[Data shown]:
======

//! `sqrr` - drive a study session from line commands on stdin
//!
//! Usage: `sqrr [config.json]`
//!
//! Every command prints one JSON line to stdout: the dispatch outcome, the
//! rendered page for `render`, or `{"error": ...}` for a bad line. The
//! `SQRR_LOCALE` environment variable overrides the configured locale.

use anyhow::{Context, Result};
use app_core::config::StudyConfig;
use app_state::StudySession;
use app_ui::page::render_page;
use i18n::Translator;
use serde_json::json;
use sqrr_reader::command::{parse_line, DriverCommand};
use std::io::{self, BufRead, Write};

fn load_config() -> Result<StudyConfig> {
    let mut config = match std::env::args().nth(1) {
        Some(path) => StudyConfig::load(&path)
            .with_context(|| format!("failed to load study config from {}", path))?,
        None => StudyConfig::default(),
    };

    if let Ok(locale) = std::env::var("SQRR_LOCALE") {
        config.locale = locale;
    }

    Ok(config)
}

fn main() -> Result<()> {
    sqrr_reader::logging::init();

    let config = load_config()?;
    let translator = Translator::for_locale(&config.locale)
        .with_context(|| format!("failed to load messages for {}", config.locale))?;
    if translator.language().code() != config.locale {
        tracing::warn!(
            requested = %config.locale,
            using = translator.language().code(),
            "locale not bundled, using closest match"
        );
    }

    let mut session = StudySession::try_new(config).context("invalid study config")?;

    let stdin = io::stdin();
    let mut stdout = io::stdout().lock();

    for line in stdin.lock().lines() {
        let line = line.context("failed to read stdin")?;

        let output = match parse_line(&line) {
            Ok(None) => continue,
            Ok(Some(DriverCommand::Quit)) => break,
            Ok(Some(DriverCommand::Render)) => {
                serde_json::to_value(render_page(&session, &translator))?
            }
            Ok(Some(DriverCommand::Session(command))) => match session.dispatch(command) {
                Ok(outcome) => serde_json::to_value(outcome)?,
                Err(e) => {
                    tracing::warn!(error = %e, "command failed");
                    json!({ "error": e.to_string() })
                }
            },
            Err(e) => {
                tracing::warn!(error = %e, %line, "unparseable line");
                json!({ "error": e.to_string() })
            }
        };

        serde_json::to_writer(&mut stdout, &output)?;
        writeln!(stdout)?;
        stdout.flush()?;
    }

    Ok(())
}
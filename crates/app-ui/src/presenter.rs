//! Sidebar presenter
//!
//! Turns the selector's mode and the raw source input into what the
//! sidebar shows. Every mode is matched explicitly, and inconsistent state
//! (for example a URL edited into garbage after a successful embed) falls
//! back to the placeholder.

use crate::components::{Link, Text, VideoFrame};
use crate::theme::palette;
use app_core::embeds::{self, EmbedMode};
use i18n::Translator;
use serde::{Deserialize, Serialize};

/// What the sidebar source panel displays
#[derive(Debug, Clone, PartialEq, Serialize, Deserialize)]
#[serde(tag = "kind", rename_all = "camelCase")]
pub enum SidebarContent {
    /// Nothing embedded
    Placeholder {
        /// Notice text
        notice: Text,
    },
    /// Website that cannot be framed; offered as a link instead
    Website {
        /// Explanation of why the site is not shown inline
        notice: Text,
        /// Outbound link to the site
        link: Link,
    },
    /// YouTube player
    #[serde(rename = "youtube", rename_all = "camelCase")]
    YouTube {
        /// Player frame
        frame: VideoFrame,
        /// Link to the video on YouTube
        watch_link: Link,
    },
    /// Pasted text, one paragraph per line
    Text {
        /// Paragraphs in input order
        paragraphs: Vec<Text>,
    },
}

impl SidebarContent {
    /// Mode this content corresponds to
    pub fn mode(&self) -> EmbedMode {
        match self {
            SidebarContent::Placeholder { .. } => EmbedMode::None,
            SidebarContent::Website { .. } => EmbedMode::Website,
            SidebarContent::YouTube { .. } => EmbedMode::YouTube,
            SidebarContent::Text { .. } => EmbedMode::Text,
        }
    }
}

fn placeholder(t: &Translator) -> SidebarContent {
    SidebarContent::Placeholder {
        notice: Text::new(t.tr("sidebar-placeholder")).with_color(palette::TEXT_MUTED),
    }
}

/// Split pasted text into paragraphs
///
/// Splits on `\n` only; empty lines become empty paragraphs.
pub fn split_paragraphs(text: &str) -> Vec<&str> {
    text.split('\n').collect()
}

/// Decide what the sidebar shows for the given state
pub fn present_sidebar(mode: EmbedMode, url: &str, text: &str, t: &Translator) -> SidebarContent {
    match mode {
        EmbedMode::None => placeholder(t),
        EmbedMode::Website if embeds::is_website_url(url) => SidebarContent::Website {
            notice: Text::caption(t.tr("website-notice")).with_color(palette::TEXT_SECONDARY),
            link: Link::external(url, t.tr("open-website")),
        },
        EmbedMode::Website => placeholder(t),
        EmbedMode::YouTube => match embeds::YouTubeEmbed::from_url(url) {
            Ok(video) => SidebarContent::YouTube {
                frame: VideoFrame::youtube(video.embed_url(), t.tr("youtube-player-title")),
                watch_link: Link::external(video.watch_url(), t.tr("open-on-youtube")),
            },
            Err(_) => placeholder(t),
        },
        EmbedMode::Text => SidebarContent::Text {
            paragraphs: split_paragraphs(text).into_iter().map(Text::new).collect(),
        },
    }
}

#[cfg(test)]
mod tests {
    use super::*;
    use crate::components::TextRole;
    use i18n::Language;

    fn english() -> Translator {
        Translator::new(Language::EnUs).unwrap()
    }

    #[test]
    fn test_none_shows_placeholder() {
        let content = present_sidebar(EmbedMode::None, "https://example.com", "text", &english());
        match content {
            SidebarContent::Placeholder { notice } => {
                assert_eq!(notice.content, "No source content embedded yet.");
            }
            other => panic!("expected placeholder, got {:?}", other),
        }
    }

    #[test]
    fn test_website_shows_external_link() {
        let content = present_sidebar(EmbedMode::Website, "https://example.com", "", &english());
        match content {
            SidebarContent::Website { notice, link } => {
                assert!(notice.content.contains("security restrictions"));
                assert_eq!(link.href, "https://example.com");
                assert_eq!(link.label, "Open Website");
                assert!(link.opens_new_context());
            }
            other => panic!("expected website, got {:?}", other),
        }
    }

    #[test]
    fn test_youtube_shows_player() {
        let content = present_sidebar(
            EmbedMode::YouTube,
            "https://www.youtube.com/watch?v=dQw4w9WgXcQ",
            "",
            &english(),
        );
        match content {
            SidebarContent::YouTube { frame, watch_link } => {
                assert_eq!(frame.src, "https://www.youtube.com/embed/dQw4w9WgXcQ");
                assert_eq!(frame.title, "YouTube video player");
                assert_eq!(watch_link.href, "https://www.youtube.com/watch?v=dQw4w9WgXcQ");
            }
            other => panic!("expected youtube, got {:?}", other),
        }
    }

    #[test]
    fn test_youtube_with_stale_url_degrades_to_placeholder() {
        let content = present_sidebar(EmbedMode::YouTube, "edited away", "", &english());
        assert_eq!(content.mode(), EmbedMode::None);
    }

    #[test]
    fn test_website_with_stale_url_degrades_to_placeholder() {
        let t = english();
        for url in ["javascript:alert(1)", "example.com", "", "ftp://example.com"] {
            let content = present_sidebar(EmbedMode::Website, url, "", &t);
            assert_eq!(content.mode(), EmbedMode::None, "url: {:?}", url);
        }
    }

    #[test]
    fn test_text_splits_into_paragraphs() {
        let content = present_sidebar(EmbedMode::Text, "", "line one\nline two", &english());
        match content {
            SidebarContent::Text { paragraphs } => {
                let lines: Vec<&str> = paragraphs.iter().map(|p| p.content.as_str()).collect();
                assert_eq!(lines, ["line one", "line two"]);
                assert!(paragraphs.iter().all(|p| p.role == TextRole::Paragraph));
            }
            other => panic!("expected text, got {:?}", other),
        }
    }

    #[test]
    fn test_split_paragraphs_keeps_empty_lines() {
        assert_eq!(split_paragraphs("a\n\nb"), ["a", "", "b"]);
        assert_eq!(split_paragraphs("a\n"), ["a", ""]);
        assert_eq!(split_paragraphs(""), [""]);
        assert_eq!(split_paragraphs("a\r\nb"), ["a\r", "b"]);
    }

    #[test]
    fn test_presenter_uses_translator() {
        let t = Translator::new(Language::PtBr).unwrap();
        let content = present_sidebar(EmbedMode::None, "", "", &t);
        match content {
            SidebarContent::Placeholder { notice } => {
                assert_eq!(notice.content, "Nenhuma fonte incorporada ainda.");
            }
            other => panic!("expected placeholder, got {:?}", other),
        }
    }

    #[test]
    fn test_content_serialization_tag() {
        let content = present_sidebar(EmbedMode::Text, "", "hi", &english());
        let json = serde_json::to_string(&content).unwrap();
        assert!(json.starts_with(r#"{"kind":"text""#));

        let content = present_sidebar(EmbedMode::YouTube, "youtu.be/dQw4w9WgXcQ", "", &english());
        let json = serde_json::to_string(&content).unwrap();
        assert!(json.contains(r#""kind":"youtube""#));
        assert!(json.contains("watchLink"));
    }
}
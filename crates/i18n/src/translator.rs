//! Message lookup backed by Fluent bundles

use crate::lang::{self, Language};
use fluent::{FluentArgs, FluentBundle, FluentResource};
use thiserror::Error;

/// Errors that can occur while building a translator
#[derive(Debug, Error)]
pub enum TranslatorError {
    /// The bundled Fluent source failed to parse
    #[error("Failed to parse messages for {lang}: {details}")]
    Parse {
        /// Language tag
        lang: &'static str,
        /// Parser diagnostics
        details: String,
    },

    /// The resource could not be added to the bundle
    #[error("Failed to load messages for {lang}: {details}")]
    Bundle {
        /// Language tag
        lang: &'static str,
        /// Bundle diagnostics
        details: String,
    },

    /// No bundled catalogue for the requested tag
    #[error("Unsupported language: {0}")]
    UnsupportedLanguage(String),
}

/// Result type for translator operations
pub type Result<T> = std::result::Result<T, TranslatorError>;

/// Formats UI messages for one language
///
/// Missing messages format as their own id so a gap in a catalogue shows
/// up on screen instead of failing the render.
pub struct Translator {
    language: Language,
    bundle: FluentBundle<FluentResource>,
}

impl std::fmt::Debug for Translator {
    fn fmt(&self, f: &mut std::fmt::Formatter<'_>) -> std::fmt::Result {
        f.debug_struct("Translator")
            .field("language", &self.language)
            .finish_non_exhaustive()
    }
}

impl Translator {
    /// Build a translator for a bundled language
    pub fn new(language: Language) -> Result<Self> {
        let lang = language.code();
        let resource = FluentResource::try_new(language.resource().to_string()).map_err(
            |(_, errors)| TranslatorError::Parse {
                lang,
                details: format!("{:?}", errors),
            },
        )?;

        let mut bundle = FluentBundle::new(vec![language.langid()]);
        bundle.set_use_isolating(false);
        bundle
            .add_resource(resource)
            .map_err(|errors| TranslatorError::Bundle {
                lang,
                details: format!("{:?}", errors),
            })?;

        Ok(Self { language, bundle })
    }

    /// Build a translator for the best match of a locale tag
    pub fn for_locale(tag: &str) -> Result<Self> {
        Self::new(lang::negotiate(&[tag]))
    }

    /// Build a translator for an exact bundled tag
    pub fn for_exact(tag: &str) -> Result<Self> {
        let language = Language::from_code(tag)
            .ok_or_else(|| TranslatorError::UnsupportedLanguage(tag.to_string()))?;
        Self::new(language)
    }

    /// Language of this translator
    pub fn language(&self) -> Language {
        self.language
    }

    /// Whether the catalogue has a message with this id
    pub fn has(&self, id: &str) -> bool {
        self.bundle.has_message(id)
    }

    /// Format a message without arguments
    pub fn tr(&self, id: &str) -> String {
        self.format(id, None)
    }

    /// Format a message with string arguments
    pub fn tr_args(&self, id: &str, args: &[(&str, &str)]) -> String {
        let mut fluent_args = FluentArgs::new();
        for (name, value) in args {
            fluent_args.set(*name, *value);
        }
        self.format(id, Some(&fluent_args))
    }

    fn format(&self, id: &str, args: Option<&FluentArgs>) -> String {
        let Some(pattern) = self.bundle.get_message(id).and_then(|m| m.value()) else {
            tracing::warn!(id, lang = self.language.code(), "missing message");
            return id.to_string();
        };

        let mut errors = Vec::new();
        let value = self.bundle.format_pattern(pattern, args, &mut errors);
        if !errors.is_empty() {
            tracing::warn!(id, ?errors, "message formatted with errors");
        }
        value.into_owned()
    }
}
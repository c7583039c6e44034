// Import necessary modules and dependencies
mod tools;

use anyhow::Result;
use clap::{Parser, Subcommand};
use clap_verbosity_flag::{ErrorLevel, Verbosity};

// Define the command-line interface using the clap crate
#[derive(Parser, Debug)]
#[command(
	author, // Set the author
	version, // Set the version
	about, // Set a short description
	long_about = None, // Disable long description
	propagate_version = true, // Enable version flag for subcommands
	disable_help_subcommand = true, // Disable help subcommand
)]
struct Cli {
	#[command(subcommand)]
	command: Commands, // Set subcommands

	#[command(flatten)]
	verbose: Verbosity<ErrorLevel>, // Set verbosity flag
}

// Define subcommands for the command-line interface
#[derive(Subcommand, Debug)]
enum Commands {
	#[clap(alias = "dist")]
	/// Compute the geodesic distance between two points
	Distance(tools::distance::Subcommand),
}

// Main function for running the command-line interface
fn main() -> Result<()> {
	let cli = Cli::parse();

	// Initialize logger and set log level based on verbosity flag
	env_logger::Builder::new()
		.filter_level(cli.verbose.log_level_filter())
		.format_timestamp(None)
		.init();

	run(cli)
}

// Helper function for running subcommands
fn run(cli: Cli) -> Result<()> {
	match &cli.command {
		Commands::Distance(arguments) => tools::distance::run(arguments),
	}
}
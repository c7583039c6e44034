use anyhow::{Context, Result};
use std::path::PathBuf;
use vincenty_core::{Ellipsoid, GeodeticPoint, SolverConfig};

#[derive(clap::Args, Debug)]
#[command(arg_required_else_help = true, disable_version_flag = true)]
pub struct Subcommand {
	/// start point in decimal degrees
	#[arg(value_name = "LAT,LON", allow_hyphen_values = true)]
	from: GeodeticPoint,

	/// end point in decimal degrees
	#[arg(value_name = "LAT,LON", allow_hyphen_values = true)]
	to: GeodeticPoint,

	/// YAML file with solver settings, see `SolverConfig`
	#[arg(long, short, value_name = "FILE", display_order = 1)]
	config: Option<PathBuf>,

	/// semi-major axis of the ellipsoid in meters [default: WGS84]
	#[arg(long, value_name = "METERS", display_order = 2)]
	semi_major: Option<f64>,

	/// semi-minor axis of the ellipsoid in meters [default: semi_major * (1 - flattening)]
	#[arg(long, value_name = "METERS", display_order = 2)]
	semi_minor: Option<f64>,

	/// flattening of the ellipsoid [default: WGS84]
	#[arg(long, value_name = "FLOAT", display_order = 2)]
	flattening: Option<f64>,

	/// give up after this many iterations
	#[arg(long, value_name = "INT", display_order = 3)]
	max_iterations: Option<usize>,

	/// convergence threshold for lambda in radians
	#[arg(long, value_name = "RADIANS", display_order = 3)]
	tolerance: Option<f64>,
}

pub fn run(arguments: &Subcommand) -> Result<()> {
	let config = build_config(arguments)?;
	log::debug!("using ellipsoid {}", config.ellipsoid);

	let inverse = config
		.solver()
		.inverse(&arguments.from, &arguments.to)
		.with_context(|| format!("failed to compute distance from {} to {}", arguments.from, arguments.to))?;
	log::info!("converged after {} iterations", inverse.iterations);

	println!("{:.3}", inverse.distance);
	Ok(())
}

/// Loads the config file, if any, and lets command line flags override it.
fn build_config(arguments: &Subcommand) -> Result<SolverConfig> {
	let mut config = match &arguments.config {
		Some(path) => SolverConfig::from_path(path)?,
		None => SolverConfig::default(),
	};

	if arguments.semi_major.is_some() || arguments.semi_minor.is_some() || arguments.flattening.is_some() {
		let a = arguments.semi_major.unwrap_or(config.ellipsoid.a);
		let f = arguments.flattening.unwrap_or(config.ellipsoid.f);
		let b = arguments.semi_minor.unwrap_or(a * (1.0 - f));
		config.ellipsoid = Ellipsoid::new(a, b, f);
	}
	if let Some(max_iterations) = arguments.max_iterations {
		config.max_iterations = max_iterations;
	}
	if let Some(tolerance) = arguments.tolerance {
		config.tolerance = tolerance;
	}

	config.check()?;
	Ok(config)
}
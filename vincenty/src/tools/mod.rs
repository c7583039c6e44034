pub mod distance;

======

[Task to complete]:
Looking at the data above, write out exactly the lines that start at the one containing "config.ellipsoid = Ellipsoid::new(a, b, f);" and end at the one containing "filename vincenty/src/tools/mod.rs"; include both and nothing beyond.

[Response for this exercise]:
		config.ellipsoid = Ellipsoid::new(a, b, f);
	}
	if let Some(max_iterations) = arguments.max_iterations {
		config.max_iterations = max_iterations;
	}
	if let Some(tolerance) = arguments.tolerance {
		config.tolerance = tolerance;
	}

	config.check()?;
	Ok(config)
}
filename vincenty/src/tools/mod.rs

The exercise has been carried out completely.